A year-and-a-half ago, Christophe Grand posted on his blog a cond variation that supports the same :let notation that the for construct does (
http://clj-me.cgrand.net/2011/06/17/a-flatter-cond/). I have been using this cond variation ever since he introduced it, and consider it to be the #1 piece of useful syntactic sugar that Clojure does not currently have in its core.
I saw today that let-> and some other threading macros are slated for inclusion in 1.5. I thought this would be a good opportunity to raise discussion about this, and formally suggest that Clojure's cond be modified to allow :let clauses.
I am aware that there are other approaches which similarly prevent interleavings of cond and let from getting overly indented (specifically, Evan Gamble has an interesting variation of let that allows guards). However, I advocate Grand's approach because of its elegant parallelism with the syntax that already exists within the for construct. The notation feels completely natural based on that existing precedent.

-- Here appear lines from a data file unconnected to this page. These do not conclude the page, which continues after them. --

pub mod op;
pub mod ops;
//! Alist v3 HTTP API

pub mod auth;
pub mod client;
pub mod error;
pub mod fs;
pub mod types;

use reqwest::{Client, RequestBuilder};
use serde::de::DeserializeOwned;
use url::Url;

pub use client::ApiClient;
pub use error::ApiError;
pub use types::{Item, PutData};

/// A single API call: knows its route and how to shape the request.
/// [`ApiClient::call`] sends it, checks the HTTP status and unwraps the
/// JSON envelope into `Response`.
pub trait ApiRequest {
    type Response: DeserializeOwned;

    fn build_request(self, base_url: &Url, client: &Client) -> Result<RequestBuilder, ApiError>;
}

/// Resolve an API route against the base URL, keeping any path prefix the
/// base carries (a server mounted under `/alist/` for instance).
pub(crate) fn endpoint(base_url: &Url, route: &str) -> Result<Url, ApiError> {
    Ok(base_url.join(route.trim_start_matches('/'))?)
}
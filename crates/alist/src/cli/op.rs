use std::fmt;
use std::str::FromStr;

use tokio_util::sync::CancellationToken;

use alistfs::{BackendRegistry, Config, ConfigError, Fs};
use common::{FsError, PathKey};

/// One CLI command
#[async_trait::async_trait]
pub trait Op: Send + Sync {
    type Error: std::error::Error + Send + Sync + 'static;
    type Output: fmt::Display + fmt::Debug + Send;

    async fn execute(&self, ctx: &OpContext) -> Result<Self::Output, Self::Error>;
}

/// Everything a command needs to reach its remotes
#[derive(Debug)]
pub struct OpContext {
    pub config: Config,
    pub registry: BackendRegistry,
    pub cancel: CancellationToken,
}

#[derive(Debug, thiserror::Error)]
pub enum OpenError {
    #[error("config error: {0}")]
    Config(#[from] ConfigError),
    #[error("failed to open remote {0:?}: {1}")]
    Connect(String, FsError),
}

impl OpContext {
    pub fn new(config: Config, registry: BackendRegistry, cancel: CancellationToken) -> Self {
        Self {
            config,
            registry,
            cancel,
        }
    }

    /// Connect to the remote named by `target` and return the path inside it
    pub async fn open(&self, target: &RemotePath) -> Result<(Fs, PathKey), OpenError> {
        let config = self.config.remote(&target.remote)?;
        let (fs, _) = self
            .registry
            .connect(&target.remote, "", config, &self.cancel)
            .await
            .map_err(|e| OpenError::Connect(target.remote.clone(), e))?;
        Ok((fs, PathKey::parse(&target.path)))
    }
}

/// A `remote:path` argument
#[derive(Debug, Clone, PartialEq, Eq)]
pub struct RemotePath {
    pub remote: String,
    pub path: String,
}

impl FromStr for RemotePath {
    type Err = String;

    fn from_str(s: &str) -> Result<Self, Self::Err> {
        match s.split_once(':') {
            Some((remote, path)) if !remote.is_empty() => Ok(Self {
                remote: remote.to_string(),
                path: path.to_string(),
            }),
            _ => Err(format!("expected remote:path, got {s:?}")),
        }
    }
}

impl fmt::Display for RemotePath {
    fn fmt(&self, f: &mut fmt::Formatter<'_>) -> fmt::Result {
        write!(f, "{}:{}", self.remote, self.path)
    }
}

/// Build a `Command` enum over a list of ops, along with the `OpOutput`
/// and `OpError` enums that wrap each op's results.
#[macro_export]
macro_rules! command_enum {
    ($(($variant:ident, $op:ty)),* $(,)?) => {
        #[derive(clap::Subcommand, Debug, Clone)]
        pub enum Command {
            $($variant($op),)*
        }

        #[derive(Debug)]
        pub enum OpOutput {
            $($variant(<$op as $crate::cli::op::Op>::Output),)*
        }

        impl std::fmt::Display for OpOutput {
            fn fmt(&self, f: &mut std::fmt::Formatter<'_>) -> std::fmt::Result {
                match self {
                    $(OpOutput::$variant(output) => write!(f, "{output}"),)*
                }
            }
        }

        #[derive(Debug, thiserror::Error)]
        pub enum OpError {
            $(
                #[error(transparent)]
                $variant(<$op as $crate::cli::op::Op>::Error),
            )*
        }

        #[async_trait::async_trait]
        impl $crate::cli::op::Op for Command {
            type Error = OpError;
            type Output = OpOutput;

            async fn execute(
                &self,
                ctx: &$crate::cli::op::OpContext,
            ) -> Result<Self::Output, Self::Error> {
                match self {
                    $(
                        Command::$variant(op) => op
                            .execute(ctx)
                            .await
                            .map(OpOutput::$variant)
                            .map_err(OpError::$variant),
                    )*
                }
            }
        }
    };
}

#[cfg(test)]
mod tests {
    use super::*;

    #[test]
    fn test_remote_path_parsing() {
        let target: RemotePath = "home:/docs/a.txt".parse().unwrap();
        assert_eq!(target.remote, "home");
        assert_eq!(target.path, "/docs/a.txt");

        let target: RemotePath = "home:".parse().unwrap();
        assert_eq!(target.path, "");
        assert_eq!(target.to_string(), "home:");

        assert!("no-colon".parse::<RemotePath>().is_err());
        assert!(":path".parse::<RemotePath>().is_err());
    }
}
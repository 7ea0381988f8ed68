//! Canonical hierarchical paths
//!
//! A [`PathKey`] is the single canonical spelling of a slash-separated path:
//! always a leading slash, never a trailing one (except the root, which is the
//! lone `/`), no empty or `.` segments. Two keys are equal iff their canonical
//! strings are byte-equal, which is what the directory cache relies on.

use std::fmt;

use serde::{Deserialize, Serialize};

/// Normalized, slash-separated path used as a directory-cache key
#[derive(Debug, Clone, PartialEq, Eq, Hash, PartialOrd, Ord, Serialize, Deserialize)]
#[serde(from = "String", into = "String")]
pub struct PathKey(String);

impl PathKey {
    /// The root marker
    pub const ROOT: &'static str = "/";

    /// The root path
    pub fn root() -> Self {
        Self(Self::ROOT.to_string())
    }

    /// Parse any slash-separated path into its canonical form.
    ///
    /// Empty input, `/`, and runs of slashes all collapse to the root.
    /// `..` pops a segment and never climbs above the root.
    pub fn parse(path: &str) -> Self {
        let mut segments: Vec<&str> = Vec::new();
        for segment in path.split('/') {
            match segment {
                "" | "." => {}
                ".." => {
                    segments.pop();
                }
                s => segments.push(s),
            }
        }

        if segments.is_empty() {
            return Self::root();
        }

        let mut key = String::with_capacity(path.len() + 1);
        for segment in segments {
            key.push('/');
            key.push_str(segment);
        }
        Self(key)
    }

    pub fn as_str(&self) -> &str {
        &self.0
    }

    pub fn is_root(&self) -> bool {
        self.0 == Self::ROOT
    }

    /// Parent path, `None` for the root
    pub fn parent(&self) -> Option<PathKey> {
        if self.is_root() {
            return None;
        }
        match self.0.rfind('/') {
            Some(0) | None => Some(Self::root()),
            Some(pos) => Some(Self(self.0[..pos].to_string())),
        }
    }

    /// Final segment, empty for the root
    pub fn leaf(&self) -> &str {
        if self.is_root() {
            return "";
        }
        match self.0.rfind('/') {
            Some(pos) => &self.0[pos + 1..],
            None => &self.0,
        }
    }

    /// Split into (parent, leaf). The root splits into (root, "").
    pub fn split(&self) -> (PathKey, &str) {
        (self.parent().unwrap_or_else(Self::root), self.leaf())
    }

    /// Append a child. `child` may itself contain slashes.
    pub fn join(&self, child: &str) -> PathKey {
        if self.is_root() {
            Self::parse(child)
        } else {
            Self::parse(&format!("{}/{}", self.0, child))
        }
    }

    /// Path segments from the top, empty for the root
    pub fn segments(&self) -> impl Iterator<Item = &str> {
        self.0.split('/').filter(|s| !s.is_empty())
    }

    /// Number of segments below the root
    pub fn depth(&self) -> usize {
        self.segments().count()
    }

    /// Every prefix of this path, root first, self last
    pub fn ancestors(&self) -> Vec<PathKey> {
        let mut out = vec![Self::root()];
        let mut current = Self::root();
        for segment in self.segments() {
            current = current.join(segment);
            out.push(current.clone());
        }
        out
    }

    /// True if `self` lies strictly below `other`
    pub fn is_descendant_of(&self, other: &PathKey) -> bool {
        if other.is_root() {
            return !self.is_root();
        }
        self.0.len() > other.0.len()
            && self.0.starts_with(&other.0)
            && self.0.as_bytes()[other.0.len()] == b'/'
    }

    /// True if `self` is `other` or lies below it
    pub fn is_within(&self, other: &PathKey) -> bool {
        self == other || self.is_descendant_of(other)
    }

    /// Path relative to the root, without the leading slash (`""` for the root)
    pub fn relative(&self) -> &str {
        &self.0[1..]
    }
}

impl Default for PathKey {
    fn default() -> Self {
        Self::root()
    }
}

impl fmt::Display for PathKey {
    fn fmt(&self, f: &mut fmt::Formatter<'_>) -> fmt::Result {
        f.write_str(&self.0)
    }
}

impl AsRef<str> for PathKey {
    fn as_ref(&self) -> &str {
        &self.0
    }
}

impl From<&str> for PathKey {
    fn from(path: &str) -> Self {
        Self::parse(path)
    }
}

impl From<String> for PathKey {
    fn from(path: String) -> Self {
        Self::parse(&path)
    }
}

impl From<PathKey> for String {
    fn from(key: PathKey) -> Self {
        key.0
    }
}
use std::fmt;

use owo_colors::OwoColorize;

use alistfs::{Fs, Object};
use common::{FsError, PathKey};
use tokio_util::sync::CancellationToken;

/// How a file ended up at its destination
#[derive(Debug, Clone, Copy, PartialEq, Eq)]
pub enum Method {
    ServerSide,
    Client,
}

impl fmt::Display for Method {
    fn fmt(&self, f: &mut fmt::Formatter<'_>) -> fmt::Result {
        match self {
            Method::ServerSide => write!(f, "{}", "server-side".green()),
            Method::Client => write!(f, "{}", "download + upload".yellow()),
        }
    }
}

/// Stream `src` through this process into `dst` of `dst_fs`
pub async fn copy_via_client(
    src: &Object,
    dst_fs: &Fs,
    dst: &PathKey,
    cancel: &CancellationToken,
) -> Result<Object, FsError> {
    let data = src.open(cancel).await?;
    dst_fs.put(dst, data, Some(src.modified()), cancel).await
}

I should point out that the final version posted on Grand's site has a couple additional features, specifically, his cond also supports a :when-let clause and a final default clause that doesn't require :else. Although I like these features, I am not advocating that those be added to the core. Many people prefer to have the explicit check that their cond has an even number of components and :when-let might not be intuitively obvious as to what it does. So I am specifically recommending just to include the support for :let clauses in cond and none of the other features. This one addition shouldn't really break anyone's code, extends cond in an intuitive way that is consistent with other Clojure constructs, and is, in my experience, incredibly useful.